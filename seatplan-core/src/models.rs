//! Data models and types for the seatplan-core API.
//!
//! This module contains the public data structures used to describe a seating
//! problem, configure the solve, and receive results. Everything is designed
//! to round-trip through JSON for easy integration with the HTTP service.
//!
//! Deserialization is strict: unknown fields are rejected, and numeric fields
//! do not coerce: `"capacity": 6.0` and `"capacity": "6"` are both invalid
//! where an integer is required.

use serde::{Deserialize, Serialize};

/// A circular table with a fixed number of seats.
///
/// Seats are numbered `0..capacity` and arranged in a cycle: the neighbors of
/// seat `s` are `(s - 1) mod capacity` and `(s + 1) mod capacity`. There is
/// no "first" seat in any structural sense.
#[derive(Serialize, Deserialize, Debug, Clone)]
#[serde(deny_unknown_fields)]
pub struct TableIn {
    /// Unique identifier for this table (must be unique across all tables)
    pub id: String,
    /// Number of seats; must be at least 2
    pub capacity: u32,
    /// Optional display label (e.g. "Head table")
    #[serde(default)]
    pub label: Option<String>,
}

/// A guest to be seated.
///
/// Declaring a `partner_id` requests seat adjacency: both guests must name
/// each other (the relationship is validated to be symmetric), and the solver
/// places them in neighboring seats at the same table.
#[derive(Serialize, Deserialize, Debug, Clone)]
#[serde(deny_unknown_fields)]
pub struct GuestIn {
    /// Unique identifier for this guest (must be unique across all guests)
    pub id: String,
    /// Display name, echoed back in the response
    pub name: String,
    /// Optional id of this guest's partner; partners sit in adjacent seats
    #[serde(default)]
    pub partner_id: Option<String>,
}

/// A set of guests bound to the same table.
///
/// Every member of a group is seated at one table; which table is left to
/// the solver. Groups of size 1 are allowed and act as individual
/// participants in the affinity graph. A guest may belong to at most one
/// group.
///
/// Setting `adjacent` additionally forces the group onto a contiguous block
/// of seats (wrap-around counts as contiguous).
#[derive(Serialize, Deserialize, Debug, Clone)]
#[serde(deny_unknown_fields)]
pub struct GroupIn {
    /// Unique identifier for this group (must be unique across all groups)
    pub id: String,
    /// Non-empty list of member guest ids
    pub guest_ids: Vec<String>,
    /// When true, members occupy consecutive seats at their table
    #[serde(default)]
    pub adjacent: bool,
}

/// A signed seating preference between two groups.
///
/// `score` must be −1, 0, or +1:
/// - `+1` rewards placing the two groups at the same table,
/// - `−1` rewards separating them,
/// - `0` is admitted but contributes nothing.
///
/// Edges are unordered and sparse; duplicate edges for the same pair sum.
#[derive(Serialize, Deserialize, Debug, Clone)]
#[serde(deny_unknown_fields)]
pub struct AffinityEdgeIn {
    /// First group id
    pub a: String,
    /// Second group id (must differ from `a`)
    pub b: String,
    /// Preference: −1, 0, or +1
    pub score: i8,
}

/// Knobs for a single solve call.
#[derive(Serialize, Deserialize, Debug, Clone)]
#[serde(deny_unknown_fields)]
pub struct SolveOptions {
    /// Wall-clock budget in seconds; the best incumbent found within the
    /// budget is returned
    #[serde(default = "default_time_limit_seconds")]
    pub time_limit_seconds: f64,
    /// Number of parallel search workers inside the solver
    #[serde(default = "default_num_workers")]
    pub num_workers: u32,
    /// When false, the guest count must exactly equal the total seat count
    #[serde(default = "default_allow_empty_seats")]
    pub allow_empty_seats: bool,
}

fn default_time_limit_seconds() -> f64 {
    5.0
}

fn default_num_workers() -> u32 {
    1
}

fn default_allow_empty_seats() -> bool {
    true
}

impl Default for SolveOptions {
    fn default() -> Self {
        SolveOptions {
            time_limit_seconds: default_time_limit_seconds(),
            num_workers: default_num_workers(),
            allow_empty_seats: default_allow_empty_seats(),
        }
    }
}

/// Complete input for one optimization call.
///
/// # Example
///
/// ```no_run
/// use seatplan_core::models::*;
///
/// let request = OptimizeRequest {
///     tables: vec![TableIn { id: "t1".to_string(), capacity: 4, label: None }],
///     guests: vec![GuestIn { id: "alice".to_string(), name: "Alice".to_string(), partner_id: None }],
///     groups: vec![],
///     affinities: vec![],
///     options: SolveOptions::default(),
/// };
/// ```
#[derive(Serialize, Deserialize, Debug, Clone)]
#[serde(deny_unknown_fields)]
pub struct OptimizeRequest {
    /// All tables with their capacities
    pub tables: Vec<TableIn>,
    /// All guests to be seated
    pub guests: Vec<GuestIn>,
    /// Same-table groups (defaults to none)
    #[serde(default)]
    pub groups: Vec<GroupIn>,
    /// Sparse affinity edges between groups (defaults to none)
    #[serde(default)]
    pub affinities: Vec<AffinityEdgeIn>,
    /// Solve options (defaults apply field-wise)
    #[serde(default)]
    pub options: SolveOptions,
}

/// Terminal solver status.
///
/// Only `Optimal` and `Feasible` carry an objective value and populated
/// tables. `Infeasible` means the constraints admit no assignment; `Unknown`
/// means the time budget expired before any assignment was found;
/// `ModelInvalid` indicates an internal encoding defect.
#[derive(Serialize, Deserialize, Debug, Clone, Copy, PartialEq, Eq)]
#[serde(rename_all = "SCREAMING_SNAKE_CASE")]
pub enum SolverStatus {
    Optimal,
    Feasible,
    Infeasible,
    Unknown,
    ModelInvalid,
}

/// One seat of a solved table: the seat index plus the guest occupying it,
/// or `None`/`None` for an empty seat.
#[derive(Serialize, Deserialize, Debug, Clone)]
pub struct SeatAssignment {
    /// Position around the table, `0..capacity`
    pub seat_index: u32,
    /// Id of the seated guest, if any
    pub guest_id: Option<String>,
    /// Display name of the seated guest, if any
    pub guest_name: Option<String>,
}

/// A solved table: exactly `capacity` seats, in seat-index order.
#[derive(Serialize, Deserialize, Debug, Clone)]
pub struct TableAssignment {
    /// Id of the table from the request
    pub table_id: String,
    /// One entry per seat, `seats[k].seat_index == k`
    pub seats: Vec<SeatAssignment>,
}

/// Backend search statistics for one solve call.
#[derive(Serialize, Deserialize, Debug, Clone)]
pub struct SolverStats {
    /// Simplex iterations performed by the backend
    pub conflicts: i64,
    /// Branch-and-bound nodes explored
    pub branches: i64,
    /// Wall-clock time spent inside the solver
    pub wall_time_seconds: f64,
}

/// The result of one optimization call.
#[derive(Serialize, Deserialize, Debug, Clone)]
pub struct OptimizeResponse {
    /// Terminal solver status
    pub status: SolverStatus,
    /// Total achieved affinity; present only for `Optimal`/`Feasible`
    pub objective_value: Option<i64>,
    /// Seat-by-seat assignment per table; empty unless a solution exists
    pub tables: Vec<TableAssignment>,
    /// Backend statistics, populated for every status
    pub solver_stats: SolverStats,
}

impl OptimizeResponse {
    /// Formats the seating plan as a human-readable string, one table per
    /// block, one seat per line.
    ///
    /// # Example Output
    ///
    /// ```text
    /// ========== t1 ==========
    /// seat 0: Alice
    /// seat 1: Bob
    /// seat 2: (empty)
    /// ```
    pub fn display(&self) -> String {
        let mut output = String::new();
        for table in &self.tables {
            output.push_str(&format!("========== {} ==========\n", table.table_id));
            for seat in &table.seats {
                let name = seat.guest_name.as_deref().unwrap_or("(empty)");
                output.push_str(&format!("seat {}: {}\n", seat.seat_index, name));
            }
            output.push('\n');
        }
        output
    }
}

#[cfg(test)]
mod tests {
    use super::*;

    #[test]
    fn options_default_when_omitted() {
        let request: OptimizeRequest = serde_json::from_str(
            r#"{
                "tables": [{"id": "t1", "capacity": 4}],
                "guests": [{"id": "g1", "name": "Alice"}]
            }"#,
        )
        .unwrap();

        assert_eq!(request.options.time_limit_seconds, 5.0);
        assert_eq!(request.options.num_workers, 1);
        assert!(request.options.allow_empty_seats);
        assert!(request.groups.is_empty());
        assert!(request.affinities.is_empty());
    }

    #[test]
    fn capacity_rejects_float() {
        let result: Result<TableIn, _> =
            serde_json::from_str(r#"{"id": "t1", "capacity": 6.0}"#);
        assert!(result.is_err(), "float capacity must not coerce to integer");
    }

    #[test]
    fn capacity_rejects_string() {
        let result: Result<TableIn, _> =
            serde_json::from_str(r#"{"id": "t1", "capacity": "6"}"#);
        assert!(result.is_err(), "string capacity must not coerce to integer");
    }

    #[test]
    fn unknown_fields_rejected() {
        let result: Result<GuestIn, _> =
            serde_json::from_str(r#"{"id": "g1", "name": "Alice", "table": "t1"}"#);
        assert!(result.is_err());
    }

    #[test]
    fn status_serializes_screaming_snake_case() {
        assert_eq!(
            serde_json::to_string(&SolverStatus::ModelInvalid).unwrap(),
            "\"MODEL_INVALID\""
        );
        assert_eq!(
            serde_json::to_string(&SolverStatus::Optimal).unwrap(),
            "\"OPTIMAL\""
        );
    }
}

- _What the exercise asks_
From the entries above, list each line with "call" in it.

- _Answer to this task_
/// Knobs for a single solve call.
/// Complete input for one optimization call.
/// Backend search statistics for one solve call.
/// The result of one optimization call.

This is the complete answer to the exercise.